Presiden Arema FC Minta Usut Tuntas Tragedi di Kanjuruhan

 Presiden Arema FC Gilang Widya Pramana meminta tragedi di Kanjuruhan pada Sabtu (1/10/2022), yang menewaskan 130 orang bisa diusut tuntas.

Gilang mendukung penuh investigasi yang dilakukan pihak kepolisian terkait insiden tersebut. ”Kami memohon semua pihak untuk menahan diri sampai benar-benar ketemu titik terang permasalahannya,” terang Gilang, dalam keterangan persnya, Minggu (2/10/2022).

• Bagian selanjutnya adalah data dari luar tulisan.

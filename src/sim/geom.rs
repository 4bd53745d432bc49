//! 2-D vector primitives used by the narrow phase

use glam::Vec2;

#[inline]
pub fn dot(a: Vec2, b: Vec2) -> f32 {
    a.dot(b)
}

/// Scalar 2-D cross product: `a.x * b.y - a.y * b.x`
#[inline]
pub fn cross(a: Vec2, b: Vec2) -> f32 {
    a.perp_dot(b)
}

#[inline]
pub fn magnitude(v: Vec2) -> f32 {
    v.length()
}
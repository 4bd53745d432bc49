//! One-shot delayed events
//!
//! The ship asks a [`Scheduler`] to wake it up after its respawn delay. The
//! real scheduler belongs to the host (a browser timeout, an event-loop
//! timer); [`TimerQueue`] is a simulated-time stand-in driven by the caller.

use std::time::Duration;

use serde::{Deserialize, Serialize};

/// Events the core asks to be woken with
#[derive(Debug, Clone, Copy, PartialEq, Eq, Serialize, Deserialize)]
pub enum TimerEvent {
    /// Destroyed-pause is over; the ship may fly again
    ShipRespawn,
}

/// Delayed-callback capability
pub trait Scheduler {
    fn schedule(&mut self, delay: Duration, event: TimerEvent);
}

/// Scheduler that fires when the caller advances simulated time
#[derive(Debug, Clone, Default)]
pub struct TimerQueue {
    now: Duration,
    pending: Vec<(Duration, TimerEvent)>,
}

impl TimerQueue {
    pub fn new() -> Self {
        Self::default()
    }

    /// Move the clock forward; returns due events in firing order
    pub fn advance(&mut self, elapsed: Duration) -> Vec<TimerEvent> {
        self.now += elapsed;
        let now = self.now;
        let mut due: Vec<(Duration, TimerEvent)> = Vec::new();
        self.pending.retain(|&(at, event)| {
            if at <= now {
                due.push((at, event));
                false
            } else {
                true
            }
        });
        due.sort_by_key(|&(at, _)| at);
        due.into_iter().map(|(_, event)| event).collect()
    }

    pub fn pending(&self) -> usize {
        self.pending.len()
    }
}

impl Scheduler for TimerQueue {
    fn schedule(&mut self, delay: Duration, event: TimerEvent) {
        self.pending.push((self.now + delay, event));
    }
}
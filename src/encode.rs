//! Per-file re-encode: decode, write a new encoding of the same format to a
//! temporary sibling, then atomically replace the original.

use crate::constants::{
    JPEG_QUALITY, LIBDEFLATER_MAX_LEVEL, MAX_OXIPNG_PRESET, TEMP_PREFIX, TEMP_SUFFIX,
    ZOPFLI_ITERATIONS,
};
use crate::error::{ReexportError, Result};
use crate::formats::ImageKind;
use image::codecs::jpeg::JpegEncoder;
use image::codecs::png::{CompressionType, FilterType, PngEncoder};
use image::ImageReader;
use oxipng::{Deflaters, Options};
use std::io::{Cursor, Write};
use std::num::NonZeroU8;
use std::path::Path;

/// Re-encode `path` in place, preserving its format, and return the new
/// file size in bytes.
///
/// The temporary file lives in the same directory as the original, so the
/// final replace is a single rename. On any failure the temporary file is
/// removed on drop and the original is left untouched.
pub fn reencode_in_place(path: &Path, kind: ImageKind, compress_level: u8) -> Result<u64> {
    let img = ImageReader::open(path)?.decode()?;

    let dir = match path.parent() {
        Some(parent) if !parent.as_os_str().is_empty() => parent,
        _ => Path::new("."),
    };
    let mut tmp = tempfile::Builder::new()
        .prefix(TEMP_PREFIX)
        .suffix(TEMP_SUFFIX)
        .tempfile_in(dir)?;

    match kind {
        ImageKind::Png => {
            // The intermediate encode is deliberately fast; oxipng works from
            // the raw rows and picks the real filters and deflate stream.
            let mut encoded = Vec::new();
            let encoder = PngEncoder::new_with_quality(
                Cursor::new(&mut encoded),
                CompressionType::Fast,
                FilterType::Adaptive,
            );
            img.write_with_encoder(encoder)?;

            let optimized = oxipng::optimize_from_memory(&encoded, &oxipng_options(compress_level))
                .map_err(|e| ReexportError::PngOptimization(e.to_string()))?;
            tmp.write_all(&optimized)?;
        }
        ImageKind::Jpeg => {
            // Maximum quality, no chroma subsampling. Not bit-exact across a
            // decode/re-encode cycle; visually indistinguishable is the goal.
            let encoder = JpegEncoder::new_with_quality(&mut tmp, JPEG_QUALITY);
            img.write_with_encoder(encoder)?;
        }
    }

    let replaced = tmp
        .persist(path)
        .map_err(|e| ReexportError::Replace(e.to_string()))?;
    Ok(replaced.metadata()?.len())
}

/// Map the 0-9 compression level onto oxipng effort: the preset scale up to
/// its maximum, then heavier deflate for 7-8 and Zopfli at 9.
fn oxipng_options(compress_level: u8) -> Options {
    let mut options = Options::from_preset(compress_level.min(MAX_OXIPNG_PRESET));
    options.force = true;
    if compress_level >= 9 {
        options.deflate = Deflaters::Zopfli {
            iterations: NonZeroU8::new(ZOPFLI_ITERATIONS).unwrap(),
        };
    } else if compress_level >= 7 {
        options.deflate = Deflaters::Libdeflater {
            compression: LIBDEFLATER_MAX_LEVEL,
        };
    }
    options
}

#[cfg(test)]
mod tests {
    use super::*;
    use image::{ImageBuffer, Rgb};
    use std::fs;
    use tempfile::TempDir;

    fn gradient(width: u32, height: u32) -> ImageBuffer<Rgb<u8>, Vec<u8>> {
        ImageBuffer::from_fn(width, height, |x, y| {
            Rgb([(x * 4) as u8, (y * 4) as u8, (x * 2 + y * 2) as u8])
        })
    }

    #[test]
    fn test_oxipng_options_top_level_uses_zopfli() {
        let options = oxipng_options(9);
        assert!(matches!(options.deflate, Deflaters::Zopfli { .. }));
    }

    #[test]
    fn test_oxipng_options_high_level_uses_max_libdeflater() {
        let options = oxipng_options(8);
        assert!(matches!(
            options.deflate,
            Deflaters::Libdeflater {
                compression: LIBDEFLATER_MAX_LEVEL
            }
        ));
    }

    #[test]
    fn test_oxipng_options_low_levels_keep_preset_deflate() {
        // Levels at or below the preset maximum never engage Zopfli.
        for level in 0..=6 {
            let options = oxipng_options(level);
            assert!(matches!(options.deflate, Deflaters::Libdeflater { .. }));
        }
    }

    #[test]
    fn test_reencode_png_keeps_pixels() {
        let temp_dir = TempDir::new().unwrap();
        let path = temp_dir.path().join("img.png");
        let original = gradient(48, 48);
        original.save(&path).unwrap();

        let new_size = reencode_in_place(&path, ImageKind::Png, 2).unwrap();

        assert!(new_size > 0);
        assert_eq!(new_size, fs::metadata(&path).unwrap().len());
        let reloaded = image::open(&path).unwrap().to_rgb8();
        assert_eq!(reloaded.as_raw(), original.as_raw());
    }

    #[test]
    fn test_reencode_jpeg_keeps_dimensions() {
        let temp_dir = TempDir::new().unwrap();
        let path = temp_dir.path().join("img.jpg");
        gradient(48, 32).save(&path).unwrap();

        let new_size = reencode_in_place(&path, ImageKind::Jpeg, 6).unwrap();

        assert!(new_size > 0);
        let reloaded = image::open(&path).unwrap();
        assert_eq!(reloaded.width(), 48);
        assert_eq!(reloaded.height(), 32);
    }

    #[test]
    fn test_reencode_failure_leaves_original_and_no_temp() {
        let temp_dir = TempDir::new().unwrap();
        let path = temp_dir.path().join("broken.png");
        fs::write(&path, b"this is not a png").unwrap();

        let result = reencode_in_place(&path, ImageKind::Png, 6);

        assert!(result.is_err());
        assert_eq!(fs::read(&path).unwrap(), b"this is not a png");
        // The directory must hold nothing but the original.
        let entries = fs::read_dir(temp_dir.path()).unwrap().count();
        assert_eq!(entries, 1);
    }
}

Juragan99 itu juga menyampaikan permintaan maaf kepada seluruh Aremania, masyarakat Malang dan semua yang terdampak akibat insiden yang terjadi di pekan ke 11 BRI Liga 1 2022 tersebut.

“Sebagai Presiden Arema FC, saya meminta maaf kepada seluruh warga malang raya yg terdampak atas kejadian ini, saya sangat prihatin dan mengutuk keras kerusuhan di stadion Kanjuruhan yang mengakibatkan seratusan lebih korban jiwa,” ungkap Gilang.

“Saya turut merasakan duka yang mendalam dan berbelasungkawa untuk para Aremania yang menjadi korban dalam musibah Kanjuruhan tadi malam, semoga kepada keluarga yg ditinggalkan diberikan ketabahan,” tambahnya.

Lebih lanjut, saat ini Gilang menginstruksikan jajaran manajemen Arema FC untuk berkoordinasi dengan pusat layanan kesehatan yang merawat para korban.

”Kami meminta agar diberikan pelayanan yang maksimal dalam penanganan korban luka-luka dan meminta pusat kesehatan untuk menyampaikan pembiayaannya kepada manajemen Arema,” pungkasnya.